Postpartum and What It Means For You

You may have heard it before “Oh I had really bad postpartum!” Well i’m here to tell you that “postpartum” may not be what you think it is. The postpartum period is the time from babies birth to about 6-8 months after. When people say that they had “really bad postpartum” they are often talking about one of four things. Today I laid them out for you so you can have a better understanding of what to expect and how to be a better advocate for yourself!

Postpartum baby blues:
The baby blues are a very common occurrence during the first six week after baby is born. This is the immediate postpartum period and your body is working hard to get your hormones back to normal, or at least working order. When women experience baby blues they might feel frustrated, sad, over the moon happy, exhausted and so many other emotions. You can go from crying to laughing in minutes and it can feel very confusing.

Many women wonder why motherhood is so difficult during this time. They get frustrated with feeding, sleeping and the mundane activities that surround a new baby. Baby blues can be a difficult time but the silver lining is that they usually dissipate around 6 weeks postpartum. You should see a big difference in how you react to things and care for your baby around this time. You may get into a good groove with baby and home life and feel like you can finally breathe in with relief.

Postpartum Depression:
Postpartum depression is similar to baby blues but continues on well past 6 weeks postpartum and can actually show up later as well. The signs of depression vary so much from person to person but women usually note a disinterest in normal hobbies and activities, exhaustion, becoming uninterested in talking and meeting with friends etc. Postpartum depression is difficult because women are often asked to do so many tasks, even after having a baby, that it can be easy to push the depression to the side until you reach a breaking point.

Please don’t do this. Please check in with yourself and be honest with your partner and friends.

If you are experiencing postpartum depression, talk to your doctor about finding a good therapist as well as getting on a regimen of daily exercise, healthy eating and possibly medication. There is nothing better for your baby than a healthy and happy mother.

Postpartum Anxiety:
Postpartum anxiety is similar to postpartum depression in that it can show up later in the postpartum experience and lasts longer than the initial six weeks postpartum. Signs that you may be experience postpartum anxiety are:
Rage
OCD
intrusive thoughts
difficulty sleeping
paranoia
and more as every person has different experiences.

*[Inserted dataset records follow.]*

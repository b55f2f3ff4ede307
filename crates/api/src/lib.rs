pub mod routes;
pub mod state;
pub mod ws;

use axum::Router;

pub use routes::LaunchRequest;
pub use state::{AppState, LaunchError, RuntimeEvent};

pub fn app(state: AppState) -> Router {
    routes::router(state)
}
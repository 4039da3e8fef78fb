pub mod api;
pub mod app;
pub mod config;
pub mod error;
pub mod middleware;
pub mod repos;
pub mod services;
pub mod state;
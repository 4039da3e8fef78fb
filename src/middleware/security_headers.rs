//! Response headers for a JSON API that returns personal data.
//!
//! User records (tax codes, emails) must not be stored by browsers or shared
//! caches, so every response is marked `no-store`. The rest keeps browsers from
//! sniffing or framing API responses.

use axum::Router;
use axum::http::header::{self, HeaderName, HeaderValue};
use tower_http::set_header::SetResponseHeaderLayer;

const HEADERS: [(HeaderName, &str); 4] = [
    (header::CACHE_CONTROL, "no-store"),
    (header::X_CONTENT_TYPE_OPTIONS, "nosniff"),
    (header::X_FRAME_OPTIONS, "DENY"),
    (header::REFERRER_POLICY, "no-referrer"),
];

pub fn apply(router: Router) -> Router {
    HEADERS.into_iter().fold(router, |router, (name, value)| {
        router.layer(SetResponseHeaderLayer::if_not_present(
            name,
            HeaderValue::from_static(value),
        ))
    })
}
/*
 * Responsibility
 * - tracing / panic hook の初期化
 * - Config読み込み → 依存生成 (repo / AuthService) → Router 組み立て
 * - Middleware の適用 (HTTP / CORS / security headers)
 * - axum::serve() で起動、Ctrl-C / SIGTERM で graceful shutdown
 */
use std::{panic, process, sync::Arc, time::Duration};

use anyhow::Result;
use axum::Router;
use sqlx::postgres::PgPoolOptions;
use tracing_subscriber::{layer::SubscriberExt, util::SubscriberInitExt};

use crate::config::Config;
use crate::middleware;
use crate::repos::{InMemoryUserRepo, PgUserRepo, UserRepo};
use crate::services::auth::build_auth_service;
use crate::services::authz::{Role, permissions::granted_to, policy::policy_table};
use crate::state::AppState;
use crate::api;

fn init_tracing() {
    // Prefer RUST_LOG if set; otherwise use a sensible default.
    // Ex:
    // RUST_LOG=info,user_directory=debug,tower_http=debug cargo run
    let filter = tracing_subscriber::EnvFilter::try_from_default_env().unwrap_or_else(|_| {
        tracing_subscriber::EnvFilter::new("info,user_directory=debug,tower_http=info")
    });

    tracing_subscriber::registry()
        .with(filter)
        .with(tracing_subscriber::fmt::layer())
        .init();
}

fn init_panic_hook(abort_on_panic: bool) {
    // Keep the default hook as a fallback (prints to stderr with location/payload).
    let default_hook = panic::take_hook();

    panic::set_hook(Box::new(move |info| {
        tracing::error!(?info, "panic");

        // development: fail fast
        if abort_on_panic {
            process::abort();
        } else {
            default_hook(info);
        }
    }))
}

// Effective role → permission and endpoint → permission tables.
fn log_authorization_tables() {
    for role in Role::ALL {
        let permissions: Vec<&str> = granted_to(role).iter().map(|p| p.as_str()).collect();
        tracing::info!(role = %role.as_str(), ?permissions, "role permissions");
    }
    for (operation, permission) in policy_table() {
        tracing::info!(%operation, %permission, "endpoint policy");
    }
}

pub async fn run() -> Result<()> {
    init_tracing();
    let config = Config::from_env()?;

    let abort_on_panic = !config.app_env.is_production();
    init_panic_hook(abort_on_panic);

    tracing::info!(
        "starting API in {:?} mode on {}",
        config.app_env,
        config.addr
    );
    log_authorization_tables();

    let state = build_state(&config).await?;
    let app = build_router(state, &config);

    let listener = tokio::net::TcpListener::bind(config.addr).await?;
    axum::serve(listener, app)
        .with_graceful_shutdown(shutdown_signal())
        .await?;

    Ok(())
}

#[cfg(unix)]
fn terminate_signal() -> impl Future<Output = ()> {
    // registered now, so a SIGTERM arriving before the first poll is not lost
    let sigterm = tokio::signal::unix::signal(tokio::signal::unix::SignalKind::terminate());
    async move {
        match sigterm {
            Ok(mut sigterm) => {
                sigterm.recv().await;
            }
            Err(err) => {
                tracing::error!(error = %err, "failed to listen for SIGTERM");
                std::future::pending::<()>().await;
            }
        }
    }
}

#[cfg(not(unix))]
fn terminate_signal() -> impl Future<Output = ()> {
    std::future::pending::<()>()
}

/// Resolves on Ctrl-C or SIGTERM (container stop).
fn shutdown_signal() -> impl Future<Output = ()> {
    let terminate = terminate_signal();
    async move {
        let ctrl_c = async {
            if let Err(err) = tokio::signal::ctrl_c().await {
                tracing::error!(error = %err, "failed to listen for ctrl-c");
                std::future::pending::<()>().await;
            }
        };

        tokio::select! {
            () = ctrl_c => tracing::info!("ctrl-c received, shutting down"),
            () = terminate => tracing::info!("SIGTERM received, shutting down"),
        }
    }
}

async fn build_state(config: &Config) -> Result<AppState> {
    let users: Arc<dyn UserRepo> = match &config.database_url {
        Some(url) => {
            // Avoid logging the URL: it may carry credentials.
            let db = PgPoolOptions::new()
                .max_connections(10)
                .acquire_timeout(Duration::from_secs(5))
                .connect(url)
                .await?;
            Arc::new(PgUserRepo::new(db))
        }
        None => {
            tracing::warn!("DATABASE_URL not set; users are kept in memory and lost on restart");
            Arc::new(InMemoryUserRepo::new())
        }
    };

    let auth = build_auth_service(config)?;
    tracing::info!(
        issuer = %config.auth_issuer,
        audience = %config.auth_audience,
        roles_claim = %auth.roles_claim(),
        "access token verification configured"
    );

    Ok(AppState::new(users, auth))
}

/// Full application router: `/api/v1` plus every cross-cutting layer.
pub fn build_router(state: AppState, config: &Config) -> Router {
    let router = Router::new()
        .nest("/api/v1", api::v1::routes(state.clone()))
        .with_state(state);

    let router = middleware::security_headers::apply(router);
    let router = middleware::cors::apply(router, config);
    middleware::http::apply(router, config)
}

#[cfg(test)]
mod tests {
    use super::*;

    #[cfg(unix)]
    #[tokio::test]
    async fn sigterm_resolves_shutdown_signal() {
        let shutdown = shutdown_signal();

        let status = std::process::Command::new("kill")
            .args(["-TERM", &std::process::id().to_string()])
            .status()
            .unwrap();
        assert!(status.success());

        tokio::time::timeout(Duration::from_secs(5), shutdown)
            .await
            .expect("shutdown future should resolve after SIGTERM");
    }
}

If you have experienced any of these feelings or reactions, please reach out to your care provider and a good therapist. As someone who has personally struggled with many of these things but never felt sure or comfortable naming them, its unnecessary to suffer without help. There are so many resources that can ensure a healthy and happy and fully functioning mother for your baby, please reach out.

Postpartum psychosis:
I don’t love talking about this topic because I don’t want to scare anyone but I think NOT talking about it would be more of an injustice. Postpartum psychosis includes episodes of psychosis where a mother may be hearing voices that are telling her to hurt herself or her baby. She may have intrusive thoughts that she feels she needs to act on to keep her baby safe. Mothers experiencing these thoughts and possibly actions need the support of their partner and community NOW. This is not something that we “wait and see”. If you are experiencing any of the above feelings, please reach out to your care provider, family, friends, your partner, any resource, immediately. It is imperative that you get the help you need and that you are in a place that is safe for you and baby. Postpartum psychosis is not something we mess around with.

These postpartum mood disorders are the tip of the iceberg with potential feelings, thoughts and experiences that a postpartum women may have during her postpartum period. Make sure to have a plan with your partner about what to do if you experience any of these things. Talk about them beforehand so that you can better prepare for the potential of these mood disorders.

One thing that can be greatly helpful is to schedule a few days during the first three weeks after giving birth, to have a postpartum doula come to your home and help to get things in order and allow you some much needed healing and sleeping time. Invest in yourself in the beginning of your postpartum experience so that it can be a rich and fulfilling time for your whole family!